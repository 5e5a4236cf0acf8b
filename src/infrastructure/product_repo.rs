use diesel::prelude::*;
use uuid::Uuid;

use crate::db::DbPool;
use crate::domain::errors::DomainError;
use crate::domain::filters::ProductFilter;
use crate::domain::ports::ProductRepository;
use crate::domain::product::{NewProduct, Product};
use crate::schema::products;

use super::contains_pattern;
use super::models::{NewProductRow, ProductRow};

pub struct DieselProductRepository {
    pool: DbPool,
}

impl DieselProductRepository {
    pub fn new(pool: DbPool) -> Self {
        Self { pool }
    }
}

impl ProductRepository for DieselProductRepository {
    fn insert(&self, product: NewProduct) -> Result<Product, DomainError> {
        let mut conn = self.pool.get()?;
        let row: ProductRow = diesel::insert_into(products::table)
            .values(&NewProductRow {
                id: Uuid::new_v4(),
                name: &product.name,
                price: &product.price,
                stock: product.stock,
            })
            .returning(ProductRow::as_returning())
            .get_result(&mut conn)?;
        Ok(row.into())
    }

    fn find_by_ids(&self, ids: &[Uuid]) -> Result<Vec<Product>, DomainError> {
        let mut conn = self.pool.get()?;
        let rows: Vec<ProductRow> = products::table
            .filter(products::id.eq_any(ids))
            .select(ProductRow::as_select())
            .order(products::created_at.asc())
            .load(&mut conn)?;
        Ok(rows.into_iter().map(Into::into).collect())
    }

    fn list(&self, filter: &ProductFilter) -> Result<Vec<Product>, DomainError> {
        let mut conn = self.pool.get()?;

        let mut query = products::table
            .select(ProductRow::as_select())
            .into_boxed();
        if let Some(name) = &filter.name_icontains {
            query = query.filter(products::name.ilike(contains_pattern(name)));
        }
        if let Some(min) = &filter.price_gte {
            query = query.filter(products::price.ge(min.clone()));
        }
        if let Some(max) = &filter.price_lte {
            query = query.filter(products::price.le(max.clone()));
        }
        if let Some(min) = filter.stock_gte {
            query = query.filter(products::stock.ge(min));
        }
        if let Some(max) = filter.stock_lte {
            query = query.filter(products::stock.le(max));
        }

        let rows: Vec<ProductRow> = query
            .order((products::created_at.asc(), products::id.asc()))
            .load(&mut conn)?;
        Ok(rows.into_iter().map(Into::into).collect())
    }

    /// One conditional UPDATE: each matching row is locked while it is
    /// incremented and the `stock < threshold` predicate is re-checked
    /// against the latest committed value, so overlapping runs cannot both
    /// top up the same product.
    fn restock_below(&self, threshold: i32, increment: i32) -> Result<Vec<Product>, DomainError> {
        let mut conn = self.pool.get()?;
        let low_stock = products::table.filter(products::stock.lt(threshold));
        let mut rows: Vec<ProductRow> = diesel::update(low_stock)
            .set(products::stock.eq(products::stock + increment))
            .returning(ProductRow::as_returning())
            .get_results(&mut conn)?;
        rows.sort_by(|a, b| a.created_at.cmp(&b.created_at));
        Ok(rows.into_iter().map(Into::into).collect())
    }
}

*WHAT THE TASK REQUIRES*. In the records above, find the line containing "fn insert(&self, product: NewProduct)" and restate word for word every line from the first through that one.

*PROBLEM SOLUTION*.
repository 5e5a4236cf0acf8b
filename src/infrastructure/product_repo.rs
use diesel::prelude::*;
use uuid::Uuid;

use crate::db::DbPool;
use crate::domain::errors::DomainError;
use crate::domain::filters::ProductFilter;
use crate::domain::ports::ProductRepository;
use crate::domain::product::{NewProduct, Product};
use crate::schema::products;

use super::contains_pattern;
use super::models::{NewProductRow, ProductRow};

pub struct DieselProductRepository {
    pool: DbPool,
}

impl DieselProductRepository {
    pub fn new(pool: DbPool) -> Self {
        Self { pool }
    }
}

impl ProductRepository for DieselProductRepository {
    fn insert(&self, product: NewProduct) -> Result<Product, DomainError> {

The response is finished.